- _Work request_:
Search the records below for the string "count" and copy each line where it turns up.

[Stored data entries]
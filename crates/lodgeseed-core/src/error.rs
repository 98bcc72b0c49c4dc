//! # Error Types
//!
//! Defines `SeedError`, the unified error enum for every failure mode in the
//! seeding pipeline. Variants carry the table, the SQL preview or the config
//! key involved so a failed run can be diagnosed from the message alone.

use thiserror::Error;

/// All errors that can occur while generating or loading seed data.
#[derive(Error, Debug)]
pub enum SeedError {
    #[error("Database connection failed: {message}\n  Connection string: {connection_hint}\n  Cause: {source}")]
    Connection {
        message: String,
        connection_hint: String,
        #[source]
        source: sqlx::Error,
    },

    #[error("No database URL provided. lodgeseed looks for a connection in this order:\n  1. --db flag\n  2. DATABASE_URL environment variable\n  3. .env file with DATABASE_URL\n  4. lodgeseed.toml [database] section")]
    NoDatabaseUrl,

    #[error("Statement failed on {table}: {message}\n  SQL: {sql_preview}\n  DB error: {source}")]
    Statement {
        table: String,
        message: String,
        sql_preview: String,
        #[source]
        source: sqlx::Error,
    },

    #[error("Table '{table}' has no single-column primary key (found {found} key columns)")]
    PrimaryKey { table: String, found: usize },

    #[error("Cannot generate rows for {table}: no rows available in {parent}\n  Seed the parent table first or raise the row count")]
    MissingParentRows { table: String, parent: String },

    #[error("Failed to generate unique value for {table}.{column} at row {row_index}: {max_retries} retries exhausted\n  Consider reducing the row count or extending the seed catalogue")]
    UniqueExhausted {
        table: String,
        column: String,
        row_index: usize,
        max_retries: usize,
    },

    #[error("Circular dependency detected involving table '{table}'")]
    CircularDependency { table: String },

    #[error("Unknown table '{name}'")]
    UnknownTable { name: String },

    #[error("Configuration error: {message}")]
    Config { message: String },

    #[error("I/O error: {message}: {source}")]
    Io {
        message: String,
        #[source]
        source: std::io::Error,
    },
}

pub type Result<T> = std::result::Result<T, SeedError>;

- _Written response_:
    #[error("Cannot generate rows for {table}: no rows available in {parent}\n  Seed the parent table first or raise the row count")]
    #[error("Failed to generate unique value for {table}.{column} at row {row_index}: {max_retries} retries exhausted\n  Consider reducing the row count or extending the seed catalogue")]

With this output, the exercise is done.